在这种分档缴费形式下,势必会造成经济条件差的还是只能选择第一档次即低缴费,结果只能是低待遇,而这势必会影响医保的公平性。因为所有群体患病需要治疗的时候,面临的经济负担与这些高档次缴费者一样。其结果就是这些经济条件差的仍然无法承担这个高额医疗费用,甚至有些经济条件差的农村居民,即使患了大病,考虑到经济负担以及报销比例,并不会前去就诊,加之城镇居民对医疗资源的便利性,医保基金池的使用程度必然是城镇居民大于农村居民。因此,这种分档缴费虽然暂时考虑到了城乡居民的经济发展水平,但并没有体现出真正的规则公平,甚至可能会由于财政资金的“逆向补贴”而产生新的不公平[11]。

4 基于公平性视角提出的解决措施

4.1 完善城乡居民基本医疗保险制度,提高权利公平

解决筹资的公平性问题,不能简单地靠降低个人缴费或提高高收入人群的缴费标准,而是应该建立公平合理的分担机制。但对于城乡居民而言,我国目前并未建立完善的个人收入申报制度[7],无法明确知道每个居民的真正收入,不能像职工医保一样按照工资收入进行筹资。但可以依据个人的实际可承受能力确定缴费责任,即按照城乡居民人均可支配收入的同等比例为基数缴纳保费。同时,可借鉴职工医保中单位和个人缴费的比例来公平合理地厘清政府与个人责任。职工医保中,单位和职工的筹资比例为3∶1,应用到城乡居民医保中,政府财政补助和个人或家庭缴费大致按照6%和2%的比例来补助和缴费[12],如此才能像职工医保一样,建立既能增强预期感、又可增进公平性的缴费机制。

另外,由于农村经济发展普遍落后于城市,每年都有太多在大城市打工的“农民工”,还有很多的新型的灵活就业人员,这些新型流动人口都广泛分布在各大城市中。根据2017年度人力资源和社会保障事业发展统计公报显示,2017年全国农民工总量 28,652 万人,其中外出农民工 17,185 万人[5]。一旦这些人患病需要治疗报销的时候,尽管他们身在大城市,可以享用到大城市的资源,可是他们却无法进行异地报销。

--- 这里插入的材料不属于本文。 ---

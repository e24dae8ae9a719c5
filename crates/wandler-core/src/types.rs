// SPDX-License-Identifier: PMPL-1.0-or-later
// Copyright (c) 2026 Jonathan D.A. Jewell (hyperpolymath) <jonathan.jewell@open.ac.uk>
//
// Core domain types for the Wandler converter.

use std::path::{Path, PathBuf};

use serde::{Deserialize, Serialize};

use crate::error::{Result, WandlerError};
use crate::registry;

/// Supported file formats.
#[derive(Debug, Clone, Copy, PartialEq, Eq, Hash, Serialize, Deserialize)]
#[serde(rename_all = "lowercase")]
pub enum FormatTag {
    Png,
    Jpg,
    Pdf,
    GeoJson,
    Shp,
}

/// Which conversion family a format belongs to. Conversions never cross
/// families.
#[derive(Debug, Clone, Copy, PartialEq, Eq, Serialize, Deserialize)]
pub enum FormatFamily {
    /// Raster images and PDF documents.
    Document,
    /// Geospatial vector datasets.
    Vector,
}

impl FormatTag {
    /// Every format, in menu order.
    pub const ALL: [FormatTag; 5] = [
        FormatTag::Png,
        FormatTag::Jpg,
        FormatTag::Pdf,
        FormatTag::GeoJson,
        FormatTag::Shp,
    ];

    /// Canonical file extension, without the leading dot.
    pub fn extension(&self) -> &'static str {
        match self {
            Self::Png => "png",
            Self::Jpg => "jpg",
            Self::Pdf => "pdf",
            Self::GeoJson => "geojson",
            Self::Shp => "shp",
        }
    }

    /// Short upper-case label for menus and log lines.
    pub fn label(&self) -> &'static str {
        match self {
            Self::Png => "PNG",
            Self::Jpg => "JPG",
            Self::Pdf => "PDF",
            Self::GeoJson => "GEOJSON",
            Self::Shp => "SHP",
        }
    }

    pub fn family(&self) -> FormatFamily {
        match self {
            Self::Png | Self::Jpg | Self::Pdf => FormatFamily::Document,
            Self::GeoJson | Self::Shp => FormatFamily::Vector,
        }
    }

    /// Infer a format from a file extension (with or without the dot).
    pub fn from_extension(ext: &str) -> Option<Self> {
        let ext = ext.strip_prefix('.').unwrap_or(ext);
        match ext.to_ascii_lowercase().as_str() {
            "png" => Some(Self::Png),
            "jpg" | "jpeg" => Some(Self::Jpg),
            "pdf" => Some(Self::Pdf),
            "geojson" | "json" => Some(Self::GeoJson),
            "shp" => Some(Self::Shp),
            _ => None,
        }
    }

    /// Infer a format from a path. A `.zip` archive is taken to be a zipped
    /// Shapefile, since that is the only archive input the converter reads.
    pub fn from_path(path: &Path) -> Option<Self> {
        let ext = path.extension()?.to_str()?;
        if ext.eq_ignore_ascii_case("zip") {
            return Some(Self::Shp);
        }
        Self::from_extension(ext)
    }
}

impl std::fmt::Display for FormatTag {
    fn fmt(&self, f: &mut std::fmt::Formatter<'_>) -> std::fmt::Result {
        f.write_str(self.label())
    }
}

impl std::str::FromStr for FormatTag {
    type Err = WandlerError;

    fn from_str(s: &str) -> Result<Self> {
        Self::from_extension(s.trim())
            .ok_or_else(|| WandlerError::UserInput(format!("unknown format: {s}")))
    }
}

/// One conversion run: where to read, where to write, and the declared
/// formats on both ends.
///
/// Fields are private so that every request in circulation has passed
/// [`ConversionRequest::new`]; the dispatcher relies on that.
#[derive(Debug, Clone, PartialEq, Eq)]
pub struct ConversionRequest {
    source_path: PathBuf,
    export_path: PathBuf,
    source_format: FormatTag,
    target_format: FormatTag,
}

impl ConversionRequest {
    /// Validate and build a request.
    ///
    /// Fails with [`WandlerError::UserInput`] when a path is missing and with
    /// [`WandlerError::UnsupportedConversion`] when the registry does not
    /// offer the pair. Identity pairs are accepted.
    pub fn new(
        source_path: impl Into<PathBuf>,
        export_path: impl Into<PathBuf>,
        source_format: FormatTag,
        target_format: FormatTag,
    ) -> Result<Self> {
        let source_path = source_path.into();
        let export_path = export_path.into();

        if source_path.as_os_str().is_empty() {
            return Err(WandlerError::UserInput("no input file selected".into()));
        }
        if export_path.as_os_str().is_empty() {
            return Err(WandlerError::UserInput("no export path selected".into()));
        }
        if !registry::is_supported(source_format, target_format) {
            return Err(WandlerError::UnsupportedConversion {
                from: source_format,
                to: target_format,
            });
        }

        Ok(Self {
            source_path,
            export_path,
            source_format,
            target_format,
        })
    }

    pub fn source_path(&self) -> &Path {
        &self.source_path
    }

    pub fn export_path(&self) -> &Path {
        &self.export_path
    }

    pub fn source_format(&self) -> FormatTag {
        self.source_format
    }

    pub fn target_format(&self) -> FormatTag {
        self.target_format
    }

    /// Source and target formats are the same.
    pub fn is_identity(&self) -> bool {
        self.source_format == self.target_format
    }
}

因此,必须加强对医疗保险的物联网信息平台建设,提升医保信息化水平,逐步实现全国共享的结算平台,让数据多跑路,减少这些弱势群体由于报销而浪费的时间、金钱和精力,提高医保整合后的公平性。

4.2 科学、合理分配城乡医疗资源,提高机会公平

整合城乡居民医保的最终目的是为了保障城乡居民公平享有医疗保障[13]。但是由于我国城乡经济发展水平差距悬殊,特别是在医疗资源配置方面,使得城乡居民医疗服务的可及性远远大于农村地区。因此,必须在推进城乡居民医保制度一体化的同时,推行一定有利于农村经济发展的政策,提高农村居民的经济收入水平,进一步缩小城乡差距。另外,必须强化我国农村医疗基础设施设备的建设以及增大对基本公共卫生的资源投入,进一步提高农村医疗水平和丰富农村医疗资源,加快卫生资源在城市和农村的合理布局,从而提升城乡居民医保受益方面的机会公平[14]。

4.3 逐步转化筹资模式,提高规则公平

逐步缩小城乡居民的医保待遇差距,最终实现保障范围与保障水平的统一是医保制度整合的主要目标。因此,很多地区实行的分档次缴费,无法真正体现城乡居民之间的公平性。虽然考虑到城乡居民的经济收入水平、缴费能力以及医疗服务需求的区别,但从筹资公平性的角度来讲,这种分档筹资只能是一种过渡性的筹资模式,医保的公平性要求具有同样医疗需求的人群享受到相同程度和水平的医疗服务。所以,必须要根据医疗服务需求而不是单纯看缴纳保费金额来逐渐统一待遇水平,公平合理地分散城乡居民的医疗风险。同时,针对经济收入低、难以承担医疗费用的贫困人口,实行特殊的医疗救助,缩小居民在费率和待遇支付上的差异,真正实现“人人享有健康”的目标[15]。

总之,城乡居民基本医疗保险制度的整合是我国医疗保障制度发展的一大进步,是继续完善医疗保障制度的一项重要内容,在整合过程中,必须时刻以公平为核心理念,必须在医保机制上做好促进公平的准备。只有让基本公共卫生资源和医疗资源更加公平合理有效率地分配给不同群体,才能真正保障城乡居民医保一体化后的公平性和可持续性。整合城乡医保,公平是第一要义!